The Kerr Optical Effect is a phenomenon in which the refractive index of a material changes when exposed to an electric field. This change in refractive index is due to the alignment of the material's molecules in the direction of the electric field.

2. How is the Kerr Optical Effect measured?

The Kerr Optical Effect is measured by observing the change in the material's refractive index when an electric field is applied. This change can be quantified using the Kerr constant, which relates the change in refractive index to the strength of the electric field.

3. What are the λ and E parameters in the Kerr Optical Effect?

The λ parameter is the wavelength of light used in the measurement of the Kerr Optical Effect. The E parameter is the electric field strength applied to the material.

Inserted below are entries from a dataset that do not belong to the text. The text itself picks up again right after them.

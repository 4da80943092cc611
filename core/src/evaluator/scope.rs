//! Lexical environments.
//!
//! Each block, loop iteration and call gets an `Env` whose parent is the
//! enclosing one. Closures keep their defining `Env` alive through the `Rc`,
//! so they see later updates to captured variables.

use core::cell::RefCell;
use std::rc::Rc;

use hashbrown::HashMap;

use crate::evaluator::RuntimeError;
use crate::values::Value;

#[derive(Debug)]
struct Binding {
    value: Value,
    mutable: bool,
}

#[derive(Debug, Default)]
pub struct Env {
    bindings: RefCell<HashMap<String, Binding>>,
    parent: Option<Rc<Env>>,
}

impl Env {
    /// An environment with no parent.
    pub fn root() -> Rc<Env> {
        Rc::new(Env::default())
    }

    pub fn child(parent: &Rc<Env>) -> Rc<Env> {
        Rc::new(Env {
            bindings: RefCell::new(HashMap::new()),
            parent: Some(Rc::clone(parent)),
        })
    }

    /// Bind `name` in this environment, replacing any existing binding.
    pub fn define(&self, name: impl Into<String>, value: Value, mutable: bool) {
        self.bindings
            .borrow_mut()
            .insert(name.into(), Binding { value, mutable });
    }

    /// Bind `name` for a `let`/`const` declaration. Fails if this block
    /// already declares it.
    pub fn declare(&self, name: &str, value: Value, mutable: bool) -> Result<(), RuntimeError> {
        let mut bindings = self.bindings.borrow_mut();
        if bindings.contains_key(name) {
            return Err(RuntimeError::Syntax(format!(
                "Identifier '{}' has already been declared",
                name
            )));
        }
        bindings.insert(name.to_string(), Binding { value, mutable });
        Ok(())
    }

    /// Whether `name` is bound in this environment, ignoring parents.
    pub fn has_own(&self, name: &str) -> bool {
        self.bindings.borrow().contains_key(name)
    }

    pub fn lookup(&self, name: &str) -> Option<Value> {
        let mut env = self;
        loop {
            if let Some(binding) = env.bindings.borrow().get(name) {
                return Some(binding.value.clone());
            }
            env = env.parent.as_deref()?;
        }
    }

    /// Update the nearest binding of `name`.
    pub fn assign(&self, name: &str, value: Value) -> Result<(), RuntimeError> {
        let mut env = self;
        loop {
            if let Some(binding) = env.bindings.borrow_mut().get_mut(name) {
                if !binding.mutable {
                    return Err(RuntimeError::type_error("Assignment to constant variable."));
                }
                binding.value = value;
                return Ok(());
            }
            match env.parent.as_deref() {
                Some(parent) => env = parent,
                None => {
                    return Err(RuntimeError::Reference {
                        name: name.to_string(),
                    });
                }
            }
        }
    }

    /// Drop every binding. Closures stored in an environment usually capture
    /// that same environment, so the `Rc` cycle has to be cut by hand.
    pub fn clear(&self) {
        let bindings = core::mem::take(&mut *self.bindings.borrow_mut());
        drop(bindings);
    }
}
//! Public error types for the Stencil API.
//!
//! Only template-structural problems abort a compile call. Failures inside
//! expressions and user functions are rendered in place, and functions that
//! fail to compile are reported as warnings (see [`Diagnostic`]).

use core::fmt;

use thiserror::Error;

use crate::evaluator::RuntimeError;
use crate::parser::Span;
use crate::registry::FunctionError;

/// Public error type for all Stencil operations.
#[derive(Debug, Error)]
pub enum Error {
    /// The template cannot be parsed (unbalanced or malformed tags).
    #[error("Template syntax error: {}", .0.message)]
    TemplateSyntax(Diagnostic),

    /// Rendering failed outside of an expression or user function, e.g. a
    /// missing helper in strict mode.
    #[error("Render error: {}", .0.message)]
    Render(Diagnostic),

    /// A user function could not be compiled (only raised where a single
    /// function is requested explicitly).
    #[error(transparent)]
    Function(#[from] FunctionError),

    /// An expression or a user function failed while running.
    #[error("Evaluation error: {0}")]
    Evaluation(#[from] RuntimeError),
}

impl Error {
    /// The error as a diagnostic, for rendering.
    pub fn to_diagnostic(&self) -> Diagnostic {
        match self {
            Error::TemplateSyntax(diagnostic) | Error::Render(diagnostic) => diagnostic.clone(),
            Error::Function(err) => Diagnostic {
                severity: Severity::Error,
                ..err.to_diagnostic()
            },
            Error::Evaluation(err) => Diagnostic::error(format!("{}: {}", err.kind_name(), err)),
        }
    }
}

/// A diagnostic message (error, warning, or info) with source location.
#[derive(Debug, Clone, PartialEq)]
pub struct Diagnostic {
    /// Severity level (error, warning, info).
    pub severity: Severity,

    /// Primary diagnostic message.
    pub message: String,

    /// The user function this diagnostic is about, if any.
    pub function: Option<String>,

    /// Source text that `span` points into (template or function body).
    pub source: Option<String>,

    /// Byte range of the primary issue within `source`.
    pub span: Option<Span>,

    /// Optional help text suggesting how to fix the issue.
    pub help: Option<String>,

    /// Optional error code (e.g., "F001") for documentation lookup.
    pub code: Option<String>,
}

impl Diagnostic {
    pub fn error(message: impl Into<String>) -> Self {
        Self::new(Severity::Error, message)
    }

    pub fn warning(message: impl Into<String>) -> Self {
        Self::new(Severity::Warning, message)
    }

    fn new(severity: Severity, message: impl Into<String>) -> Self {
        Self {
            severity,
            message: message.into(),
            function: None,
            source: None,
            span: None,
            help: None,
            code: None,
        }
    }
}

impl fmt::Display for Diagnostic {
    fn fmt(&self, f: &mut fmt::Formatter) -> fmt::Result {
        write!(f, "{}", self.severity)?;
        if let Some(code) = &self.code {
            write!(f, "[{}]", code)?;
        }
        write!(f, ": ")?;
        if let Some(function) = &self.function {
            write!(f, "in function '{}': ", function)?;
        }
        write!(f, "{}", self.message)
    }
}

/// Severity level for diagnostics.
#[derive(Debug, Clone, Copy, PartialEq, Eq)]
pub enum Severity {
    /// Error - the operation failed.
    Error,
    /// Warning - something was skipped but the operation succeeded.
    Warning,
    /// Info - informational message.
    Info,
}

impl fmt::Display for Severity {
    fn fmt(&self, f: &mut fmt::Formatter) -> fmt::Result {
        match self {
            Severity::Error => write!(f, "error"),
            Severity::Warning => write!(f, "warning"),
            Severity::Info => write!(f, "info"),
        }
    }
}

// ============================================================================
// Conversion from handlebars errors
// ============================================================================

/// Byte offset of a 1-based `(line, column)` position in `source`.
fn line_col_to_offset(source: &str, line: usize, column: usize) -> usize {
    let line_start: usize = source
        .split_inclusive('\n')
        .take(line.saturating_sub(1))
        .map(str::len)
        .sum();
    let rest = &source[line_start.min(source.len())..];
    let column_offset = rest
        .char_indices()
        .nth(column.saturating_sub(1))
        .map_or(rest.len(), |(i, _)| i);
    line_start + column_offset
}

pub(crate) fn template_error(err: &handlebars::TemplateError, template: &str) -> Error {
    let span = err.line_no.zip(err.column_no).map(|(line, column)| {
        let start = line_col_to_offset(template, line, column);
        let end = template[start..]
            .chars()
            .next()
            .map_or(start, |c| start + c.len_utf8());
        Span::new(start, end)
    });
    Error::TemplateSyntax(Diagnostic {
        source: Some(template.to_string()),
        span,
        code: Some("T001".to_string()),
        help: Some("Check that every block tag is closed in the right order".to_string()),
        ..Diagnostic::error(err.reason().to_string())
    })
}

pub(crate) fn render_error(err: &handlebars::RenderError) -> Error {
    Error::Render(Diagnostic {
        code: Some("T002".to_string()),
        ..Diagnostic::error(err.to_string())
    })
}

These parameters are used to calculate the Kerr constant and determine the extent of the change in refractive index.

4. What are some applications of the Kerr Optical Effect?

The Kerr Optical Effect has various applications in the field of optics, including in the development of electro-optic modulators, optical switches, and optical isolators. It is also used in telecommunications, high-speed data processing, and quantum computing.

5. How does the Kerr Optical Effect compare to other optical effects?

The Kerr Optical Effect is one of several optical effects that involve changes in refractive index, including the Pockels effect and the Faraday effect. However, the Kerr Optical Effect is unique in that it is dependent on the intensity of the electric field rather than the polarity. Additionally, the Kerr Optical Effect has the fastest response time among these effects, making it useful for high-speed applications.